[Saved data entries]
++++++

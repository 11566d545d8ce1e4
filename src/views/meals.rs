//! Meals screen, including links between meals and readings

use std::sync::Arc;

use super::{failure_message, require_credential, EntityList, ViewError, ViewResult};
use crate::api::{HealthApi, MealLinkRequest};
use crate::models::{Meal, MealLink};
use crate::session::Session;
use crate::validation::{FieldErrors, MealForm};

pub struct MealsView {
    session: Arc<dyn Session>,
    api: Arc<dyn HealthApi>,
    meals: EntityList<Meal>,
    pub error: Option<String>,
    pub status: Option<String>,
    pub field_errors: FieldErrors,
}

impl MealsView {
    pub fn new(session: Arc<dyn Session>, api: Arc<dyn HealthApi>) -> Self {
        Self {
            session,
            api,
            meals: EntityList::new(),
            error: None,
            status: None,
            field_errors: FieldErrors::new(),
        }
    }

    pub fn meals(&self) -> &EntityList<Meal> {
        &self.meals
    }

    pub async fn load(&mut self) -> ViewResult<()> {
        let token = require_credential(self.session.as_ref())?;
        self.error = None;

        match self.api.list_meals(&token).await {
            Ok(meals) => {
                self.meals.replace_all(meals);
                Ok(())
            }
            Err(e) => {
                self.error = Some(failure_message(&e, "Failed to load"));
                Err(e.into())
            }
        }
    }

    pub async fn create(&mut self, form: &MealForm) -> ViewResult<Meal> {
        self.status = None;
        let draft = form.validate().map_err(|errors| {
            self.field_errors = errors.clone();
            ViewError::Validation(errors)
        })?;
        self.field_errors = FieldErrors::new();

        let token = require_credential(self.session.as_ref())?;
        match self.api.create_meal(&token, &draft).await {
            Ok(meal) => {
                self.meals.append(meal.clone());
                Ok(meal)
            }
            Err(e) => {
                self.status = Some(failure_message(&e, "Create failed"));
                Err(e.into())
            }
        }
    }

    pub async fn link(
        &mut self,
        reading_id: i64,
        meal_id: i64,
        carbs_amount: Option<f64>,
    ) -> ViewResult<MealLink> {
        self.status = None;
        let token = require_credential(self.session.as_ref())?;
        let request = MealLinkRequest {
            meal_id,
            carbs_amount,
        };

        match self.api.link_meal(&token, reading_id, &request).await {
            Ok(link) => {
                tracing::info!(reading_id, meal_id, "Meal linked to reading");
                self.status = Some(link.message.clone());
                Ok(link)
            }
            Err(e) => {
                self.status = Some(failure_message(&e, "Link failed"));
                Err(e.into())
            }
        }
    }

    pub async fn unlink(&mut self, reading_id: i64, meal_id: i64) -> ViewResult<()> {
        self.status = None;
        let token = require_credential(self.session.as_ref())?;

        match self.api.unlink_meal(&token, reading_id, meal_id).await {
            Ok(()) => {
                tracing::info!(reading_id, meal_id, "Meal unlinked from reading");
                Ok(())
            }
            Err(e) => {
                self.status = Some(failure_message(&e, "Unlink failed"));
                Err(e.into())
            }
        }
    }
}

++++++

» PROBLEM TO WORK ON
Lines containing the word "MealForm" must be found in the data above and copied.

» YOUR RESPONSE
use crate::validation::{FieldErrors, MealForm};
    pub async fn create(&mut self, form: &MealForm) -> ViewResult<Meal> {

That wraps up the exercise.